Plantation Evacuation

7 Aug 2013: White Material (DVD, 2009, Claire Denis)

Strange and terrible things inexorably built toward but somehow – handheld cinematography and fairly rapid (doc-like) editing two possible factors – subtle and barely more than mundane, in a good way. Trouble Every Day shocks with its sudden explicitly gruesome acts; here such acts are more suggested than shown, in near-Bressonian fashion (a knife in close-up moves toward a body in one shot, followed by a cut to a close-up of the blood-trail or body aftermath, e.g.). Camera unceasingly shakier than I’ve come to like, as per the close-to-unchallenged trend in “independent” filmmaking, or maybe the compositional haphazardness just grates more following so soon after classic Kurosawa.
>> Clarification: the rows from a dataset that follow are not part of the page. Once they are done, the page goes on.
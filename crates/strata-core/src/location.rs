//! Storage location parsing and rendering.
//!
//! A [`StorageLocation`] is the parsed form of a table's storage URI plus the
//! connection parameters needed to reach it (endpoint, credentials, region).
//! Locations are established once, at table creation or attach time, and are
//! never rewritten afterwards; everything under the location prefix belongs to
//! the table whose commit protocol writes there.

use serde::{Deserialize, Serialize};
use std::collections::BTreeMap;
use std::fmt;

/// Supported object-storage schemes.
#[derive(Debug, Clone, Copy, PartialEq, Eq, Hash, Serialize, Deserialize)]
#[serde(rename_all = "camelCase")]
pub enum LocationScheme {
    /// Amazon S3 and S3-compatible endpoints.
    S3,
    /// Google Cloud Storage.
    Gcs,
    /// Azure Blob Storage.
    Azblob,
    /// In-memory backend, used in tests.
    Memory,
}

impl LocationScheme {
    /// Parses a scheme using case-insensitive matching.
    ///
    /// # Errors
    ///
    /// Returns [`LocationError::UnknownScheme`] when `raw` is not a supported
    /// scheme.
    pub fn parse(raw: &str) -> Result<Self, LocationError> {
        match raw.to_ascii_lowercase().as_str() {
            "s3" => Ok(Self::S3),
            "gs" | "gcs" => Ok(Self::Gcs),
            "azblob" => Ok(Self::Azblob),
            "memory" => Ok(Self::Memory),
            other => Err(LocationError::UnknownScheme {
                scheme: other.to_string(),
            }),
        }
    }

    /// Returns the canonical lowercase scheme string.
    #[must_use]
    pub const fn as_str(self) -> &'static str {
        match self {
            Self::S3 => "s3",
            Self::Gcs => "gs",
            Self::Azblob => "azblob",
            Self::Memory => "memory",
        }
    }
}

impl fmt::Display for LocationScheme {
    fn fmt(&self, f: &mut fmt::Formatter<'_>) -> fmt::Result {
        f.write_str(self.as_str())
    }
}

/// Errors for storage location parsing.
#[derive(Debug, Clone, PartialEq, Eq, thiserror::Error)]
pub enum LocationError {
    /// The URI was empty.
    #[error("location URI cannot be empty")]
    Empty,

    /// The URI has no `scheme://` separator.
    #[error("location URI '{uri}' has no scheme (expected scheme://bucket/path)")]
    MissingScheme {
        /// The URI that failed to parse.
        uri: String,
    },

    /// The scheme is not supported.
    #[error("unknown storage scheme '{scheme}'; expected one of: s3, gs, azblob, memory")]
    UnknownScheme {
        /// The unsupported scheme.
        scheme: String,
    },

    /// The URI has no bucket component.
    #[error("location URI '{uri}' has no bucket")]
    MissingBucket {
        /// The URI that failed to parse.
        uri: String,
    },

    /// A connection parameter key was empty.
    #[error("connection parameter keys cannot be empty")]
    EmptyConnectionKey,
}

/// Parsed storage location: `scheme://bucket/prefix` plus connection
/// parameters.
///
/// The prefix is stored without leading or trailing slashes; an empty prefix
/// addresses the bucket root.
#[derive(Debug, Clone, PartialEq, Eq, Serialize, Deserialize)]
#[serde(rename_all = "camelCase")]
pub struct StorageLocation {
    /// Object-storage scheme.
    pub scheme: LocationScheme,
    /// Bucket (or container) name.
    pub bucket: String,
    /// Key prefix under the bucket.
    pub prefix: String,
    /// Connection parameters (endpoint, region, credentials references).
    #[serde(default, skip_serializing_if = "BTreeMap::is_empty")]
    pub connection: BTreeMap<String, String>,
}

impl StorageLocation {
    /// Parses a storage URI of the form `scheme://bucket/prefix`.
    ///
    /// # Errors
    ///
    /// Returns a [`LocationError`] when the URI is empty, has no scheme, an
    /// unknown scheme, or no bucket.
    pub fn parse(uri: &str) -> Result<Self, LocationError> {
        let uri = uri.trim();
        if uri.is_empty() {
            return Err(LocationError::Empty);
        }

        let (scheme_raw, rest) = uri
            .split_once("://")
            .ok_or_else(|| LocationError::MissingScheme {
                uri: uri.to_string(),
            })?;
        let scheme = LocationScheme::parse(scheme_raw)?;

        let (bucket, prefix) = match rest.split_once('/') {
            Some((bucket, prefix)) => (bucket, prefix.trim_matches('/')),
            None => (rest, ""),
        };
        if bucket.is_empty() {
            return Err(LocationError::MissingBucket {
                uri: uri.to_string(),
            });
        }

        Ok(Self {
            scheme,
            bucket: bucket.to_string(),
            prefix: prefix.to_string(),
            connection: BTreeMap::new(),
        })
    }

    /// Attaches connection parameters to this location.
    ///
    /// # Errors
    ///
    /// Returns [`LocationError::EmptyConnectionKey`] if any key is empty.
    pub fn with_connection(
        mut self,
        params: impl IntoIterator<Item = (String, String)>,
    ) -> Result<Self, LocationError> {
        for (key, value) in params {
            if key.trim().is_empty() {
                return Err(LocationError::EmptyConnectionKey);
            }
            self.connection.insert(key, value);
        }
        Ok(self)
    }

    /// Renders the canonical URI form: `scheme://bucket/prefix`.
    #[must_use]
    pub fn uri(&self) -> String {
        if self.prefix.is_empty() {
            format!("{}://{}", self.scheme, self.bucket)
        } else {
            format!("{}://{}/{}", self.scheme, self.bucket, self.prefix)
        }
    }

    /// Returns the backend object key for a path relative to this location.
    #[must_use]
    pub fn key(&self, relative: &str) -> String {
        let relative = relative.trim_start_matches('/');
        if self.prefix.is_empty() {
            format!("{}/{relative}", self.bucket)
        } else {
            format!("{}/{}/{relative}", self.bucket, self.prefix)
        }
    }

    /// Returns the backend key prefix covering every object at this location.
    #[must_use]
    pub fn key_prefix(&self) -> String {
        if self.prefix.is_empty() {
            format!("{}/", self.bucket)
        } else {
            format!("{}/{}/", self.bucket, self.prefix)
        }
    }
}

impl fmt::Display for StorageLocation {
    fn fmt(&self, f: &mut fmt::Formatter<'_>) -> fmt::Result {
        f.write_str(&self.uri())
    }
}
Self-destructive death-driven white entrepreneurs make for more ready, heady metaphors, though Isabelle Huppert does well keeping Maria, the coffee-plantation-running holdout during the breakout of civil war in Cameroon, a human more than a symbol, as she does with her mother character in Ursula Meier’s Home. The story is worth telling and the African setting is worth showing but the filmmaking feels phoned-in somehow, perhaps to do with a lack of familiarity with her new DP, Yves Cape. Of course I could flip which parts of the sentence come before and after “but,” which I’m tempted to do because I liked the movie.